3

Complete code here: https://gist.github.com/mnjul/82151862f7c9585dcea616a7e2e82033

Environment is Python 2.7.6 on an up-to-date Ubuntu 14.04 x64.

Prologue: Well, I got this strange piece of code at my work project, and it's a classic "somebody wrote it and quit the job, and it works but I don't why" piece, so I decided to write a stripped-down version of it, hoping to get my questions clarified/answered. Please kindly check the referred gist.

Situation: So, I have a custom class Storage inheriting from Python's thread local storage, intended to book-keep some thread-local data. There is only one instance of that class, instantiated in the global scope when no threads have been constructed. So I would expect that as there is only one Storage instance, its __init__() running only once, those Runner threads would actually not have thread-local storage and data accesses will clash.

However this turned out to be wrong and the code output (see my comment at that gist) indicates that each thread actually perfectly has its own local storage --- strangely, at each thread's first access to the storage object (i.e. a set()), Storage.__init__() is mysteriously run, thus properly creating the thread-local storage, producing the desired effect.
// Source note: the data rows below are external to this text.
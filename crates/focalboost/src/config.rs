//! Focal loss configuration with builder pattern.
//!
//! [`FocalLossParams`] holds the two hyperparameters of the focal loss and the
//! derivative mode. It uses the `bon` crate for a builder that validates at
//! build time, and `serde` so parameters can be loaded from JSON.
//!
//! # Example
//!
//! ```
//! use focalboost::config::{Derivatives, FocalLossParams};
//!
//! // All defaults: alpha = 0.25, gamma = 2.0, analytic derivatives
//! let params = FocalLossParams::builder().build().unwrap();
//!
//! // Finite-difference derivatives with a custom step
//! let params = FocalLossParams::builder()
//!     .alpha(0.5)
//!     .gamma(1.0)
//!     .derivatives(Derivatives::Numeric { step: 1e-3 })
//!     .build()
//!     .unwrap();
//!
//! // From JSON
//! let params = FocalLossParams::from_json(r#"{"alpha": 0.4, "gamma": 0.0}"#).unwrap();
//! assert_eq!(params.alpha, 0.4);
//! ```

use bon::Builder;
use serde::{Deserialize, Serialize};

use crate::error::{ConfigError, ParamValidationError};

/// Default step for central finite differences.
pub const DEFAULT_FD_STEP: f64 = 1e-4;

fn default_fd_step() -> f64 {
    DEFAULT_FD_STEP
}

// =============================================================================
// Derivatives
// =============================================================================

/// How the gradient and hessian are obtained from the loss.
#[derive(Debug, Clone, Copy, PartialEq, Default, Serialize, Deserialize)]
#[serde(tag = "method", rename_all = "snake_case")]
pub enum Derivatives {
    /// Closed-form first and second derivatives.
    #[default]
    Analytic,
    /// Central finite differences of the loss with a fixed step.
    Numeric {
        #[serde(default = "default_fd_step")]
        step: f64,
    },
}

impl Derivatives {
    /// Finite differences with [`DEFAULT_FD_STEP`].
    pub fn numeric() -> Self {
        Self::Numeric {
            step: DEFAULT_FD_STEP,
        }
    }
}

// =============================================================================
// FocalLossParams
// =============================================================================

/// Focal loss hyperparameters.
///
/// Fixed for the lifetime of a training run.
#[derive(Debug, Clone, Copy, PartialEq, Builder, Serialize, Deserialize)]
#[builder(
    derive(Clone, Debug),
    finish_fn(vis = "", name = __build_internal)
)]
#[serde(default, deny_unknown_fields)]
pub struct FocalLossParams {
    /// Class-balance weight for positive examples, in [0, 1]. Default: 0.25.
    ///
    /// Negatives are weighted by `1 - alpha`.
    #[builder(default = 0.25)]
    pub alpha: f32,

    /// Focusing parameter, >= 0. Default: 2.0.
    ///
    /// `gamma = 0` reduces to alpha-weighted cross-entropy.
    #[builder(default = 2.0)]
    pub gamma: f32,

    /// Derivative mode. Default: analytic.
    #[builder(default)]
    pub derivatives: Derivatives,
}

/// Custom finishing function that validates the params.
impl<S: focal_loss_params_builder::IsComplete> FocalLossParamsBuilder<S> {
    /// Build and validate the parameters.
    ///
    /// # Errors
    ///
    /// Returns [`ParamValidationError`] if `alpha` is outside [0, 1], `gamma`
    /// is negative or non-finite, or a numeric step is not positive.
    pub fn build(self) -> Result<FocalLossParams, ParamValidationError> {
        let params = self.__build_internal();
        params.validate()?;
        Ok(params)
    }
}

impl Default for FocalLossParams {
    fn default() -> Self {
        Self {
            alpha: 0.25,
            gamma: 2.0,
            derivatives: Derivatives::Analytic,
        }
    }
}

impl FocalLossParams {
    /// Validate the parameters.
    pub fn validate(&self) -> Result<(), ParamValidationError> {
        if !(0.0..=1.0).contains(&self.alpha) {
            return Err(ParamValidationError::InvalidAlpha(self.alpha));
        }
        if !self.gamma.is_finite() || self.gamma < 0.0 {
            return Err(ParamValidationError::InvalidGamma(self.gamma));
        }
        if let Derivatives::Numeric { step } = self.derivatives {
            if !step.is_finite() || step <= 0.0 {
                return Err(ParamValidationError::InvalidStep(step));
            }
        }
        Ok(())
    }

    /// Parse and validate parameters from a JSON document.
    ///
    /// Missing fields take their defaults; unknown fields are rejected.
    pub fn from_json(json: &str) -> Result<Self, ConfigError> {
        let params: Self = serde_json::from_str(json)?;
        params.validate()?;
        Ok(params)
    }

    /// Serialize to a JSON string.
    pub fn to_json(&self) -> Result<String, ConfigError> {
        Ok(serde_json::to_string(self)?)
    }
}

// =============================================================================
// Tests
// =============================================================================
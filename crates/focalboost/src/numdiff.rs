//! Central finite-difference estimators.
//!
//! Only the two estimators the numeric derivative mode needs. Both have
//! `O(h²)` truncation error; the second derivative loses precision quickly
//! for steps below ~1e-5 in `f64`.

/// First derivative: `(f(x+h) - f(x-h)) / 2h`.
#[inline]
pub fn central_first(f: impl Fn(f64) -> f64, x: f64, h: f64) -> f64 {
    (f(x + h) - f(x - h)) / (2.0 * h)
}

/// Second derivative: `(f(x+h) - 2f(x) + f(x-h)) / h²`.
#[inline]
pub fn central_second(f: impl Fn(f64) -> f64, x: f64, h: f64) -> f64 {
    (f(x + h) - 2.0 * f(x) + f(x - h)) / (h * h)
}

#[cfg(test)]
mod tests {
    use super::*;
    use approx::assert_abs_diff_eq;

    #[test]
    fn cubic_derivatives() {
        let f = |x: f64| x * x * x;
        assert_abs_diff_eq!(central_first(f, 2.0, 1e-5), 12.0, epsilon = 1e-6);
        assert_abs_diff_eq!(central_second(f, 2.0, 1e-4), 12.0, epsilon = 1e-4);
    }

    #[test]
    fn exp_derivatives() {
        let x = 0.3f64;
        assert_abs_diff_eq!(central_first(f64::exp, x, 1e-5), x.exp(), epsilon = 1e-8);
        assert_abs_diff_eq!(central_second(f64::exp, x, 1e-4), x.exp(), epsilon = 1e-5);
    }
}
Questions: Why on earth did Storage.__init__ get invoked when the threads attempted to call a member function of a seemingly already-instantiated object? Is this a CPython (or PThread, if that matters) implementation detail? I feel like there're a lot of things happening between my stack trace's "py_thr_local.py", line 36, in run => storage.set('keykey', value) and "py_thr_local.py", line 14, in __init__, but I can't find any relevant piece of information in (C)Python's source code, or on the StackOverflow.
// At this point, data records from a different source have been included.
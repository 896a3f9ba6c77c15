//! Evaluation utilities for training.
//!
//! Provides the [`Evaluator`] component for computing metrics during training,
//! and [`MetricValue`] for wrapping computed metrics with metadata.

use ndarray::{ArrayView1, ArrayViewMut1};

use super::metrics::MetricFn;
use super::objectives::{ObjectiveFn, PredictionKind, validate_binary_inputs};
use crate::data::{Dataset, TargetsView, WeightsView};
use crate::error::ObjectiveError;

// =============================================================================
// MetricValue
// =============================================================================

/// A computed metric value with metadata.
#[derive(Debug, Clone, PartialEq)]
pub struct MetricValue {
    /// Name of the metric (e.g., "train-focal_loss", "valid-logloss").
    pub name: String,
    /// The computed value.
    pub value: f64,
    /// Whether higher values are better.
    pub higher_is_better: bool,
}

impl MetricValue {
    pub fn new(name: impl Into<String>, value: f64, higher_is_better: bool) -> Self {
        Self {
            name: name.into(),
            value,
            higher_is_better,
        }
    }

    /// Returns true if this value is better than another.
    pub fn is_better_than(&self, other: &Self) -> bool {
        if self.higher_is_better {
            self.value > other.value
        } else {
            self.value < other.value
        }
    }
}

impl std::fmt::Display for MetricValue {
    fn fmt(&self, f: &mut std::fmt::Formatter<'_>) -> std::fmt::Result {
        write!(f, "{}: {:.6}", self.name, self.value)
    }
}

// =============================================================================
// EvalSet
// =============================================================================

/// Named evaluation dataset.
#[derive(Debug, Clone, Copy)]
pub struct EvalSet<'a> {
    pub name: &'a str,
    pub dataset: &'a Dataset,
}

impl<'a> EvalSet<'a> {
    pub fn new(name: &'a str, dataset: &'a Dataset) -> Self {
        Self { name, dataset }
    }
}

// =============================================================================
// Evaluator
// =============================================================================

/// Computes a metric on raw scores, transforming them first when the metric
/// expects probabilities.
///
/// Inputs are validated the same way objectives validate them, so a metric
/// never sees mismatched lengths, non-binary labels or NaN scores.
///
/// # Example
///
/// ```
/// use focalboost::training::{Evaluator, FocalLoss, LogLoss};
/// use focalboost::{TargetsView, WeightsView};
/// use ndarray::array;
///
/// let objective = FocalLoss::default();
/// let metric = LogLoss;
/// let mut evaluator = Evaluator::new(&objective, &metric);
///
/// let preds = array![0.0f32, 0.0];
/// let labels = array![1.0f32, 0.0];
/// let value = evaluator
///     .evaluate(preds.view(), TargetsView::new(labels.view()), WeightsView::None)
///     .unwrap();
/// assert!((value - std::f64::consts::LN_2).abs() < 1e-6);
/// ```
pub struct Evaluator<'a, O: ObjectiveFn, M: MetricFn> {
    objective: &'a O,
    metric: &'a M,
    transform_buffer: Vec<f32>,
}

impl<'a, O: ObjectiveFn, M: MetricFn> Evaluator<'a, O, M> {
    /// Create a new evaluator.
    ///
    /// # Arguments
    ///
    /// * `objective` - The objective function (for prediction transforms)
    /// * `metric` - The metric to compute
    pub fn new(objective: &'a O, metric: &'a M) -> Self {
        Self {
            objective,
            metric,
            transform_buffer: Vec::new(),
        }
    }

    /// Whether higher metric values are better.
    pub fn higher_is_better(&self) -> bool {
        self.metric.higher_is_better()
    }

    /// The metric name.
    pub fn metric_name(&self) -> &'static str {
        self.metric.name()
    }

    /// Whether the metric is enabled.
    ///
    /// When `false`, evaluation should be skipped entirely.
    pub fn is_enabled(&self) -> bool {
        self.metric.is_enabled()
    }

    /// Compute a single metric value on raw scores.
    pub fn evaluate(
        &mut self,
        predictions: ArrayView1<'_, f32>,
        targets: TargetsView<'_>,
        weights: WeightsView<'_>,
    ) -> Result<f64, ObjectiveError> {
        validate_binary_inputs(predictions, targets, weights)?;

        if self.metric.expected_prediction_kind() == PredictionKind::Margin {
            return self.metric.compute(predictions, targets, weights);
        }

        let n_rows = predictions.len();
        self.transform_buffer.clear();
        self.transform_buffer.extend(predictions.iter().copied());
        self.objective
            .transform_predictions_inplace(ArrayViewMut1::from(&mut self.transform_buffer[..n_rows]));
        let transformed = ArrayView1::from(&self.transform_buffer[..n_rows]);
        self.metric.compute(transformed, targets, weights)
    }

    /// Evaluate raw scores on a named dataset.
    ///
    /// The result is named `"{set}-{metric}"`.
    pub fn evaluate_set(
        &mut self,
        eval_set: &EvalSet<'_>,
        predictions: ArrayView1<'_, f32>,
    ) -> Result<MetricValue, ObjectiveError> {
        let dataset = eval_set.dataset;
        let value = self.evaluate(predictions, dataset.targets(), dataset.weights())?;
        Ok(MetricValue::new(
            format!("{}-{}", eval_set.name, self.metric_name()),
            value,
            self.higher_is_better(),
        ))
    }
}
Any feedback is welcome. Let me know if I need to clarify things or provide more information.

Mnjul
  • 33
  • 3

2 Answers2

2

That's part of the contract (from http://svn.python.org/projects/python/tags/r27a1/Lib/_threading_local.py):

Note that if you define an init method, it will be called each time the local object is used in a separate thread.
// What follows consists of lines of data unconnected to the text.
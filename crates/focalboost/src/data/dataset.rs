//! Label/weight bundle handed to native-style training callbacks.

use ndarray::{Array1, ArrayView1};

use super::{TargetsView, WeightsView};
use crate::error::ObjectiveError;

/// Training or validation labels with optional sample weights.
///
/// Native boosting entry points pass the objective a dataset handle rather
/// than a bare label vector; this is that handle. Features are owned by the
/// host library and never reach the objective.
///
/// # Example
///
/// ```
/// use focalboost::data::Dataset;
/// use ndarray::array;
///
/// let dataset = Dataset::new(array![1.0, 0.0, 1.0])
///     .with_weights(array![1.0, 0.5, 2.0])
///     .unwrap();
/// assert_eq!(dataset.n_samples(), 3);
/// ```
#[derive(Debug, Clone, PartialEq)]
pub struct Dataset {
    labels: Array1<f32>,
    weights: Option<Array1<f32>>,
}

impl Dataset {
    /// Create an unweighted dataset.
    pub fn new(labels: Array1<f32>) -> Self {
        Self {
            labels,
            weights: None,
        }
    }

    /// Create an unweighted dataset from a label slice.
    pub fn from_labels(labels: &[f32]) -> Self {
        Self::new(Array1::from(labels.to_vec()))
    }

    /// Attach sample weights.
    ///
    /// # Errors
    ///
    /// Fails if the weight count differs from the label count, or any weight
    /// is negative or non-finite.
    pub fn with_weights(mut self, weights: Array1<f32>) -> Result<Self, ObjectiveError> {
        check_weights(weights.view(), self.labels.len())?;
        self.weights = Some(weights);
        Ok(self)
    }

    /// Number of samples.
    #[inline]
    pub fn n_samples(&self) -> usize {
        self.labels.len()
    }

    /// Label array.
    #[inline]
    pub fn labels(&self) -> ArrayView1<'_, f32> {
        self.labels.view()
    }

    /// Labels as a targets view.
    #[inline]
    pub fn targets(&self) -> TargetsView<'_> {
        TargetsView::new(self.labels.view())
    }

    /// Sample weights (uniform if none were attached).
    #[inline]
    pub fn weights(&self) -> WeightsView<'_> {
        WeightsView::from_optional(self.weights.as_ref().map(|w| w.view()))
    }
}

/// Check a weight array against the sample count.
pub(crate) fn check_weights(weights: ArrayView1<'_, f32>, n_samples: usize) -> Result<(), ObjectiveError> {
    if weights.len() != n_samples {
        return Err(ObjectiveError::WeightsLengthMismatch {
            weights: weights.len(),
            samples: n_samples,
        });
    }
    match weights.iter().position(|w| !w.is_finite() || *w < 0.0) {
        Some(index) => Err(ObjectiveError::InvalidWeight {
            index,
            value: weights[index],
        }),
        None => Ok(()),
    }
}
It's not too well documented in the official docs but basically each time you interact with a thread local in a different thread a new instance unique to that thread gets allocated.

Oliver Dain
  • 9,617
  • 3
  • 35
  • 48
2

The first piece of information to consider is what is a thread-local? They are independently initialized instances of a particular type that are tied to a particular thread. With that in mind I would expect that some initialization code would be called multiple times. While in some languages like Java the initialization is more explicit, it does not necessarily need to be.

Let's look at the source for the supertype of the storage container you're using: https://github.com/python/cpython/blob/2.7/Lib/_threading_local.py

Line 186 contains the local type that is being used. Taking a look at that class you can see that the methods setattr and getattribute are among the overridden methods. Remember that in python these methods are called every time you attempt to assign a value or access a value in a type. The implementations of these methods acquire a local lock and then call the _patch method. This patch method creates a new dictionary and assigns it to the current instance dict (using object base to avoid infinite recursion: How is the __getattribute__ method used?)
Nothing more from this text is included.